I would however contemplate a tripleset of non-clustered, depending on the circumstances. Again this is a usage evaluation scenario. (...) If I always wanted Attr3 and Attr5 though, I would at least include them in the non-clustered

Not sure what a tripleset is. I googled it and this thread is the first hit! 🙂

Anyway I think I understand what you are getting at. As I've read elsewhere, with my clustered on ID, it's as though every column in the table is at the leaf level (so to speak), and SQL has to retrieve the whole row in order to read individual attribute columns from it. I understand that this can perform faster using a nonclustered index, if you know which specific columns you'll be retrieving, and you're not trying to read back every column in the table. (Question: Will attribute columns also be returned faster after a non-clustered lookup, even in cases where they're not INCLUDEd in any index?)

In fact, in my current testing I've discovered that my temp table methodology is not working well at all for larger result sets. SQL is performing a Clustered Index Scan (in the final query of my code) against my clustered index on ID, which being a primary key has no covering columns. I'm willing to bet that certain queries in this system were running faster before I came along with my newfangled clustered index -- the queries were SELECTing columns which had individual, single-column nonclustered indexes on them, and SQL was using all the indexes together to form a result.

So I've learned something from this: A clustered index is not a magic bullet for performance. I still need my attribute columns to be covered in nonclustered indexes if I want to read them back quickly, especially for large rowsets, and especially for a wide table like this one... right?

Load concerns can be handled with better index usage (which, btw, does not fall under the header of 'one NC index per column')

Yes, as I mentioned above, this was the method used by the previous developer. There were no composite keys on most of the tables, just nonclustered indexes on individual columns. And usually no clustered index. My job now is to put something sensible in place.

My criteria in the latter query will often look at a number of columns, many of which are individually indexed. There are too many columns and too many different combinations to successfully cover them all with covering indexes.
But how often are they being used then ANYWAY? My guess is you're doing heavy scans under almost all circumstances, instead of the optimizer choosing a single column of these and heading back to the Heap/Cluster for the rest and then re-filtering.

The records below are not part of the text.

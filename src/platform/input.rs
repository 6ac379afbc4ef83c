//! Transport-agnostic input events

use glam::Vec2;

/// Named key actions
#[derive(Debug, Clone, Copy, PartialEq, Eq)]
pub enum KeyAction {
    Start,
    PauseToggle,
    MuteToggle,
    Restart,
    Quit,
}

/// One discrete input event, positions in play-area coordinates
#[derive(Debug, Clone, Copy, PartialEq)]
pub enum InputEvent {
    PointerDown(Vec2),
    PointerUp(Vec2),
    PointerMove(Vec2),
    Key(KeyAction),
}
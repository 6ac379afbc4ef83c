//! Receptacles (bins) along the bottom of the play area

use serde::{Deserialize, Serialize};

use super::catalog::Category;
use super::collision::Rect;
use crate::consts::*;

/// A fixed drop zone accepting one category
#[derive(Debug, Clone, Copy, PartialEq, Serialize, Deserialize)]
pub struct Receptacle {
    pub label: Category,
    pub bounds: Rect,
}

impl Receptacle {
    pub fn new(label: Category, bounds: Rect) -> Self {
        Self { label, bounds }
    }
}

/// One receptacle per category, evenly spaced left to right in `Category::ALL` order
pub fn layout_receptacles() -> [Receptacle; Category::COUNT] {
    let n = Category::COUNT as f32;
    let w = ((SCREEN_W - BIN_MARGIN * (n + 1.0)) / n).floor();
    let y = SCREEN_H - BIN_H - BIN_BOTTOM_GAP;

    Category::ALL.map(|cat| {
        let x = BIN_MARGIN + cat.index() as f32 * (w + BIN_MARGIN);
        Receptacle::new(cat, Rect::new(x, y, w, BIN_H))
    })
}
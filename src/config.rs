//! Command-line configuration.

use crate::error::{InvoiceError, Result};
use rust_decimal::Decimal;
use std::str::FromStr;

/// Malaysian SST rate on taxable services, in percent.
pub const DEFAULT_TAX_RATE: u32 = 6;

/// Default invoice currency.
pub const DEFAULT_CURRENCY: &str = "MYR";

/// Settings for one CLI run.
#[derive(Debug, Clone, PartialEq, Eq)]
pub struct Config {
    pub input_path: String,
    pub tax_rate: Decimal,
    pub currency: String,
}

impl Config {
    /// Parses `<line_items.csv> [tax_rate] [currency]`.
    ///
    /// `args` excludes the program name.
    pub fn from_args<I>(args: I) -> Result<Self>
    where
        I: IntoIterator<Item = String>,
    {
        let mut args = args.into_iter();

        let input_path = args.next().ok_or(InvoiceError::MissingArgument)?;

        let tax_rate = match args.next() {
            Some(raw) => Decimal::from_str(raw.trim()).map_err(|_| {
                InvoiceError::InvalidInput(format!("tax rate '{}' is not a decimal", raw))
            })?,
            None => Decimal::from(DEFAULT_TAX_RATE),
        };

        let currency = args.next().unwrap_or_else(|| DEFAULT_CURRENCY.to_string());

        Ok(Config {
            input_path,
            tax_rate,
            currency,
        })
    }
}
//! Error types for invoice computation and rendering.

use rust_decimal::Decimal;
use thiserror::Error;

/// Result type alias for invoice operations
pub type Result<T> = std::result::Result<T, InvoiceError>;

/// Errors that can occur while computing or rendering an invoice.
#[derive(Error, Debug)]
pub enum InvoiceError {
    /// Failed to open or read the input file
    #[error("I/O error: {0}")]
    Io(#[from] std::io::Error),

    /// CSV parsing error
    #[error("CSV parsing error: {0}")]
    Csv(#[from] csv::Error),

    /// Negative amount, negative quantity/price, or an unparseable number
    #[error("Invalid input: {0}")]
    InvalidInput(String),

    /// A line-item row that failed validation
    #[error("Invalid line item at row {row}: {message}")]
    InvalidRecord { row: usize, message: String },

    /// Integer part too large to render in words
    #[error("Amount {0} exceeds the largest amount that can be written in words (999,999,999)")]
    OutOfRange(Decimal),

    /// Missing input file argument
    #[error("Missing input file argument. Usage: invoice-words <line_items.csv> [tax_rate] [currency]")]
    MissingArgument,
}
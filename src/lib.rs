//! # Invoice Words
//!
//! Invoice totals and the amount-in-words line printed on Malaysian
//! (MyInvois) e-invoices.
//!
//! ## Design Principles
//!
//! - **Fixed-point arithmetic**: 2 decimal places, half-up, via `rust_decimal`
//! - **Strict invariants**: `total_amount == subtotal + tax_amount` always holds
//! - **Pure rendering**: words are derived from the total on every call, no state
//! - **Explicit rejection**: negative amounts, quantities and prices are errors
//!
//! ## Example
//!
//! ```
//! use invoice_words::{Invoice, LineItem};
//! use rust_decimal::Decimal;
//!
//! let items = vec![LineItem::new("Support plan", 1, Decimal::from(1000)).unwrap()];
//! let invoice = Invoice::compute(items, Decimal::from(6), "MYR").unwrap();
//! assert_eq!(invoice.total_amount().to_string(), "1060.00");
//! assert_eq!(invoice.amount_in_words().unwrap(), "One Thousand Sixty MYR Only");
//! ```

pub mod config;
pub mod engine;
pub mod error;
pub mod invoice;
pub mod line_item;
pub mod money;
pub mod words;

pub use config::Config;
pub use engine::InvoiceEngine;
pub use error::{InvoiceError, Result};
pub use invoice::{Invoice, WORDS_PLACEHOLDER};
pub use line_item::{LineItem, LineItemRecord};
pub use money::Money;
pub use words::{amount_in_words, words_for_amount};
//! Line-item models for CSV parsing and invoice computation.

use crate::error::{InvoiceError, Result};
use rust_decimal::Decimal;
use serde::Deserialize;
use std::str::FromStr;

/// Raw line-item record as read from CSV.
///
/// Numeric fields are kept as strings so that a bad value is reported as an
/// invalid line item rather than a generic CSV error.
#[derive(Debug, Deserialize)]
pub struct LineItemRecord {
    /// Free-text description of the billable row
    pub description: String,

    /// Quantity (whole units)
    pub quantity: String,

    /// Price per unit in major currency units
    pub unit_price: String,
}

impl LineItemRecord {
    /// Parses the raw CSV record into a validated [`LineItem`].
    pub fn parse(&self) -> Result<LineItem> {
        let quantity_str = self.quantity.trim();
        let quantity = quantity_str.parse::<i64>().map_err(|_| {
            InvoiceError::InvalidInput(format!("quantity '{}' is not a whole number", quantity_str))
        })?;

        let price_str = self.unit_price.trim();
        let unit_price = Decimal::from_str(price_str).map_err(|_| {
            InvoiceError::InvalidInput(format!("unit price '{}' is not a decimal", price_str))
        })?;

        LineItem::new(self.description.trim(), quantity, unit_price)
    }
}

/// A single billable row on an invoice.
///
/// Immutable once constructed; `amount` is always `quantity × unit_price`.
#[derive(Debug, Clone, PartialEq, Eq)]
pub struct LineItem {
    description: String,
    quantity: u64,
    unit_price: Decimal,
    amount: Decimal,
}

impl LineItem {
    /// Creates a line item, rejecting a negative quantity or unit price.
    pub fn new(description: impl Into<String>, quantity: i64, unit_price: Decimal) -> Result<Self> {
        let description = description.into();

        let quantity = u64::try_from(quantity).map_err(|_| {
            InvoiceError::InvalidInput(format!(
                "line item '{}' has negative quantity {}",
                description, quantity
            ))
        })?;

        if unit_price < Decimal::ZERO {
            return Err(InvoiceError::InvalidInput(format!(
                "line item '{}' has negative unit price {}",
                description, unit_price
            )));
        }

        let amount = Decimal::from(quantity)
            .checked_mul(unit_price)
            .ok_or_else(|| {
                InvoiceError::InvalidInput(format!("line item '{}' amount overflows", description))
            })?;

        Ok(LineItem {
            description,
            quantity,
            unit_price,
            amount,
        })
    }

    pub fn description(&self) -> &str {
        &self.description
    }

    pub fn quantity(&self) -> u64 {
        self.quantity
    }

    pub fn unit_price(&self) -> Decimal {
        self.unit_price
    }

    /// `quantity × unit_price`, unrounded.
    pub fn amount(&self) -> Decimal {
        self.amount
    }
}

A few of these columns are probably highly selective enough for the optimizer to think a bookmark lookup is worth it. All of them? Highly unlikely. Something else to analyze via usage statistics.

Sounds right to me. But recently I've tried commenting out my WHERE clause, and discovered that if I'm including a lot of columns in the SELECT list and they aren't covered in a non-clustered index, it takes a lot longer (especially when I'm pulling back 50,000-200,000 rows). So I need a way to resolve this part of the issue.

I've re-read your post a few times and you've been quite helpful; now I just need to figure out what to do about the existing code, which tends to include 20+ columns from the Schedule table in the SELECT list, around half of which might have single-column indexes on them.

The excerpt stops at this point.